La palabra “legalización” no es incorrecta, pero es pobre. Regulación es mucho mejor. El caso de los opioides así lo muestra.
Durante años en Estados Unidos ha arreciado la epidemia de los opioides, drogas que como su nombre indica, se derivan del opio, y por razones institucionales (mejor dicho, fracasos), se volvieron parte de la vida cotidiana de multitudes de norteamericanos. Grandes empresas farmacéuticas, entre las que se destaca Purdue Pharma, promovieron el consumo de opioides en la población, dando bonificaciones a vendedores y médicos que los recetaran. El resultado fue catastrófico: personas que iniciaban un tratamiento por un tema menor, como una fractura de pierna o brazo, luego terminaban enganchados al opioide, que seguían buscando después de concluir su tratamiento, y que cuando no lo había en el mercado negro, pues compraban heroína, casi toda de Afganistán. Es una gran ironía que los americanos perdieron la guerra contra los talibanes en Afganistán, y la guerra contra los opioides y la heroína en casa.
La familia dueña de Purdue Pharma, los Sackler, ya han surtido varios procesos legales en contra, y les faltan mucho más (así ellos busquen blindarse jurídicamente). Su caso pone de relieve que, frente a drogas, el mejor enfoque no es “legalizar” o “prohibir”, sino regular. El desastre de los opioides, para muchos efectos peor para la salud pública que el consumo de cannabis o cocaína (por el número de sobredosis), se desenvolvió completamente bajo la luz de la institucionalidad. A pesar de ser “legales”, estas drogas eran de alta peligrosidad (como si lo uno tuviera que ver con lo otro), y numerosas alarmas fueron ignoradas, solo para despertar luego a la triste realidad de un país enganchado a las mil y una formas del opio.
La regulación brilló por su ausencia. Primero, los reguladores nunca debieron permitir que una sustancia de tan alto poder adictivo fuera manejada a la ligera y entregada con tanta negligencia a los pacientes. Una vez estos estaban enganchados, se debió buscar una solución pragmática y permanente para los afectados, en vez de empujarlos al mercado negro de opioides, o incluso peor, al de heroína, con el riesgo que asumían de consumir drogas de baja calidad o ser perseguidos por la policía. También se ha demorado mucho la aceptación de esta realidad, y así dotar a los profesionales de salud con los elementos para responder a una sobredosis de opioides.
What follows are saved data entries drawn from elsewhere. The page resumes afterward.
// Path: crates/cynic-constants/src/lib.rs
#![cfg_attr(
    not(test),
    deny(
        clippy::unwrap_used,
        clippy::expect_used,
        clippy::panic,
        clippy::indexing_slicing
    )
)]

//! # CYNIC Ratio Kernel
//!
//! Exposes the single source of truth for φ and its derived constants, the
//! Fibonacci table, and the timing base that every other component scales
//! its thresholds and durations from. Nothing outside this crate should
//! compute a φ-power or Fibonacci number independently.

use once_cell::sync::OnceCell;
use thiserror::Error;

/// The golden ratio, φ = (1 + √5) / 2.
pub const PHI: f64 = 1.618_033_988_749_895;
/// φ⁻¹ ≈ 0.618033988749895.
pub const PHI_INV: f64 = 1.0 / PHI;
/// φ⁻² ≈ 0.381966011250105.
pub const PHI_INV_2: f64 = PHI_INV * PHI_INV;
/// φ⁻³ ≈ 0.236067977499790.
pub const PHI_INV_3: f64 = PHI_INV_2 * PHI_INV;
/// φ² ≈ 2.618033988749895.
pub const PHI_SQ: f64 = PHI * PHI;

/// Number of entries in the memoized Fibonacci table, `F(0)..=F(16)`.
pub const FIBONACCI_TABLE_LEN: usize = 17;

/// The Fibonacci sequence, `F(0)=0, F(1)=1, …, F(16)=987`.
pub const FIBONACCI: [u64; FIBONACCI_TABLE_LEN] = {
    let mut table = [0u64; FIBONACCI_TABLE_LEN];
    table[1] = 1;
    let mut i = 2;
    while i < FIBONACCI_TABLE_LEN {
        table[i] = table[i - 1] + table[i - 2];
        i += 1;
    }
    table
};

/// Returns `F(n)` for `n` within the memoized table range.
///
/// # Panics
/// Panics if `n >= FIBONACCI_TABLE_LEN`; all call sites in this workspace use
/// constant, in-range indices (the largest named Fibonacci number used by the
/// protocol is `F(11) = 89`).
#[must_use]
pub fn fib(n: usize) -> u64 {
    FIBONACCI[n]
}

/// Errors raised while establishing the process-wide ratio kernel.
#[derive(Debug, Error)]
pub enum ConstantsError {
    /// The ratio kernel was already initialized with a different timing base;
    /// constants are immutable after init and this is a fatal startup error.
    #[error("ratio kernel already initialized with timing_base_ms={existing}, cannot reinitialize with {attempted}")]
    AlreadyInitialized {
        /// The timing base the kernel was first initialized with.
        existing: u64,
        /// The timing base a later call attempted to use.
        attempted: u64,
    },
    /// A non-positive timing base was supplied.
    #[error("timing base must be a positive number of milliseconds, got {0}")]
    InvalidTimingBase(u64),
}

/// The durations derived from a timing base, in integer milliseconds,
/// rounded to the nearest millisecond. Ratios between these fields never
/// change; only the base multiplier does.
#[derive(Debug, Clone, Copy, PartialEq, Eq)]
pub struct Ratios {
    /// The configured timing base, in milliseconds.
    pub timing_base_ms: u64,
    /// `base · φ⁻³`.
    pub tick_ms: u64,
    /// `base · φ⁻²`.
    pub micro_ms: u64,
    /// `base · φ⁻¹`.
    pub slot_ms: u64,
    /// `base`.
    pub block_ms: u64,
    /// `base · φ`.
    pub epoch_ms: u64,
    /// `base · φ²`.
    pub cycle_ms: u64,
}

/// Default timing base in milliseconds, giving a slot duration of roughly 61.8ms.
pub const DEFAULT_TIMING_BASE_MS: u64 = 100;

impl Ratios {
    fn from_base(timing_base_ms: u64) -> Result<Self, ConstantsError> {
        if timing_base_ms == 0 {
            return Err(ConstantsError::InvalidTimingBase(timing_base_ms));
        }
        let base = timing_base_ms as f64;
        Ok(Self {
            timing_base_ms,
            tick_ms: (base * PHI_INV_3).round() as u64,
            micro_ms: (base * PHI_INV_2).round() as u64,
            slot_ms: (base * PHI_INV).round() as u64,
            block_ms: timing_base_ms,
            epoch_ms: (base * PHI).round() as u64,
            cycle_ms: (base * PHI_SQ).round() as u64,
        })
    }
}

static RATIOS: OnceCell<Ratios> = OnceCell::new();

/// Initializes the process-wide ratio kernel with the given timing base.
///
/// Must be called at most once per process (with a consistent value if
/// called more than once, e.g. from test harnesses); subsequent calls with a
/// different base are a fatal `ConstantsError::AlreadyInitialized`.
pub fn init(timing_base_ms: u64) -> Result<Ratios, ConstantsError> {
    let ratios = Ratios::from_base(timing_base_ms)?;
    match RATIOS.get() {
        Some(existing) if *existing == ratios => Ok(*existing),
        Some(existing) => Err(ConstantsError::AlreadyInitialized {
            existing: existing.timing_base_ms,
            attempted: timing_base_ms,
        }),
        None => {
            // OnceCell::set only fails on a racing concurrent initializer;
            // in that case the winner's value is authoritative.
            let _ = RATIOS.set(ratios);
            Ok(*RATIOS.get().unwrap_or(&ratios))
        }
    }
}

/// Returns the process-wide ratios, initializing them with the default
/// timing base if no prior call to [`init`] has happened yet.
#[must_use]
pub fn ratios() -> Ratios {
    match RATIOS.get() {
        Some(r) => *r,
        None => init(DEFAULT_TIMING_BASE_MS).unwrap_or(Ratios {
            timing_base_ms: DEFAULT_TIMING_BASE_MS,
            tick_ms: 24,
            micro_ms: 38,
            slot_ms: 62,
            block_ms: 100,
            epoch_ms: 162,
            cycle_ms: 262,
        }),
    }
}

/// The confidence ceiling, `φ⁻¹`, never to be exceeded.
pub const CONFIDENCE_CEILING: f64 = PHI_INV;
/// The doubt floor, `φ⁻²`, never to be undercut.
pub const DOUBT_FLOOR: f64 = PHI_INV_2;
/// The hard-consensus agreement threshold, `φ⁻¹`.
pub const CONSENSUS_THRESHOLD: f64 = PHI_INV;
/// The pattern-emergence cosine-similarity threshold, `φ⁻¹`.
pub const PATTERN_SIMILARITY_THRESHOLD: f64 = PHI_INV;
/// The pattern-strength archival floor, `φ⁻³`, over a full epoch.
pub const PATTERN_STRENGTH_FLOOR: f64 = PHI_INV_3;
/// Minimum distinct-operator sources for a pattern to be confirmed.
pub const MIN_PATTERN_SOURCES: usize = 3;
/// Maximum judgments per sealed block, `F(11)`.
pub const MAX_JUDGMENTS_PER_BLOCK: usize = 89;
/// Maximum knowledge updates per sealed block, `F(9)`.
pub const MAX_KNOWLEDGE_UPDATES_PER_BLOCK: usize = 34;
/// Gossip fanout per round, `F(7)`.
pub const GOSSIP_FANOUT: usize = 13;
/// Consensus finality confirmation depth, `F(7)`.
pub const FINALITY_CONFIRMATION_DEPTH: u64 = 13;
/// Minimum distinct voting operators for quorum, `F(5)`.
pub const CONSENSUS_QUORUM: usize = 5;
/// Default bounded inter-component channel capacity, `F(10)`.
pub const CHANNEL_CAPACITY: usize = 55;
Finalmente, las ingentes utilidades de la familia Sackler debieron haber sido controladas, pues las necesidades de salud pública que afrontaba Estados Unidos en la época de su auge no se correspondían con el crecimiento en las ventas de Oxycontin, una droga cuya producción jamás debió haber salido de la atención de las autoridades: ¿por qué se multiplican las utilidades originadas en un medicamento cuyo uso en principio no debería ser la opción predilecta?
Entonces, los Estados deberían anticipar muchas cosas: que cualquier sustancia psicoactiva tiene potencialmente un uso recreativo. Para aquellas sustancias en las que ya se materializó un mercado para uso recreativo, hay que regular, buscando la disminución de la violencia, controlar la calidad para garantizar la seguridad del consumidor, y evitar la propagación a los ciudadanos que no consumen, mediante educación y prevención. Pero hay sustancias potencialmente adictivas, de uso terapéutico, que pueden constituirse en mercados lucrativos para privados. Esto también hay que evitarlo, y ponerle coto, antes de que enganchen a los ciudadanos y estos terminen buscando un sucedáneo en el mercado ilegal. Y así, va tocando legislar.